[Opening DATASET section]

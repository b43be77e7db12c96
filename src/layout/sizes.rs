//! Row/column size resolution.
//!
//! Sizes are stored sparsely; anything not in the map falls back to the axis
//! default. Lookups never insert.

use serde::{Deserialize, Serialize};
use std::collections::BTreeMap;

use crate::types::HiddenIndices;

/// Sparse index -> pixel size map
#[derive(Debug, Clone, Default, PartialEq, Serialize, Deserialize)]
#[serde(transparent)]
pub struct SizeMap(BTreeMap<u32, f32>);

impl SizeMap {
    pub fn new() -> Self {
        Self::default()
    }

    pub fn get(&self, index: u32) -> Option<f32> {
        self.0.get(&index).copied()
    }

    pub fn insert(&mut self, index: u32, size: f32) -> Option<f32> {
        self.0.insert(index, size)
    }

    pub fn remove(&mut self, index: u32) -> Option<f32> {
        self.0.remove(&index)
    }

    pub fn contains(&self, index: u32) -> bool {
        self.0.contains_key(&index)
    }

    pub fn is_empty(&self) -> bool {
        self.0.is_empty()
    }

    pub fn len(&self) -> usize {
        self.0.len()
    }

    pub fn iter(&self) -> impl Iterator<Item = (u32, f32)> + '_ {
        self.0.iter().map(|(&i, &s)| (i, s))
    }
}

impl FromIterator<(u32, f32)> for SizeMap {
    fn from_iter<I: IntoIterator<Item = (u32, f32)>>(iter: I) -> Self {
        Self(iter.into_iter().collect())
    }
}

/// Size at `index`, or `default_size` when the map has no entry.
pub fn resolve_size(index: u32, sizes: &SizeMap, default_size: f32) -> f32 {
    sizes.get(index).unwrap_or(default_size)
}

/// Size resolver for one axis.
///
/// Precedence is persisted size, then the transient client override (set
/// while an autosize is waiting for the server), then the default.
#[derive(Debug, Clone, Copy)]
pub struct AxisSizes<'a> {
    pub persisted: &'a SizeMap,
    pub client_override: Option<&'a SizeMap>,
    pub default_size: f32,
    pub hidden: &'a HiddenIndices,
}

impl<'a> AxisSizes<'a> {
    pub fn new(persisted: &'a SizeMap, default_size: f32, hidden: &'a HiddenIndices) -> Self {
        Self {
            persisted,
            client_override: None,
            default_size,
            hidden,
        }
    }

    #[must_use]
    pub fn with_client_override(mut self, client_override: &'a SizeMap) -> Self {
        self.client_override = Some(client_override);
        self
    }

    /// Declared size, ignoring hidden state.
    pub fn resolve(&self, index: u32) -> f32 {
        self.persisted
            .get(index)
            .or_else(|| self.client_override.and_then(|c| c.get(index)))
            .unwrap_or(self.default_size)
    }

    /// Rendered size: 0 for hidden indices.
    pub fn visible_size(&self, index: u32) -> f32 {
        if self.hidden.contains(index) {
            0.0
        } else {
            self.resolve(index)
        }
    }
}

#[cfg(test)]
#[allow(clippy::unwrap_used, clippy::expect_used, clippy::panic, clippy::float_cmp)]
mod tests {
    use super::*;

    #[test]
    fn test_resolve_size_fallback() {
        let sizes: SizeMap = [(2, 40.0)].into_iter().collect();
        assert_eq!(resolve_size(2, &sizes, 20.0), 40.0);
        assert_eq!(resolve_size(3, &sizes, 20.0), 20.0);
        // lookups do not populate the map
        assert_eq!(sizes.len(), 1);
    }

    #[test]
    fn test_client_override_precedence() {
        let persisted: SizeMap = [(1, 30.0)].into_iter().collect();
        let client: SizeMap = [(1, 50.0), (2, 45.0)].into_iter().collect();
        let hidden = HiddenIndices::from(vec![3]);
        let sizes = AxisSizes::new(&persisted, 20.0, &hidden).with_client_override(&client);

        assert_eq!(sizes.resolve(1), 30.0);
        assert_eq!(sizes.resolve(2), 45.0);
        assert_eq!(sizes.resolve(4), 20.0);
        assert_eq!(sizes.resolve(3), 20.0);
        assert_eq!(sizes.visible_size(3), 0.0);
    }
}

[Closing DATASET section]

What is needed is the count of lines in the records that include the word "derive", with no other text.

EXERCISE SOLUTION →
2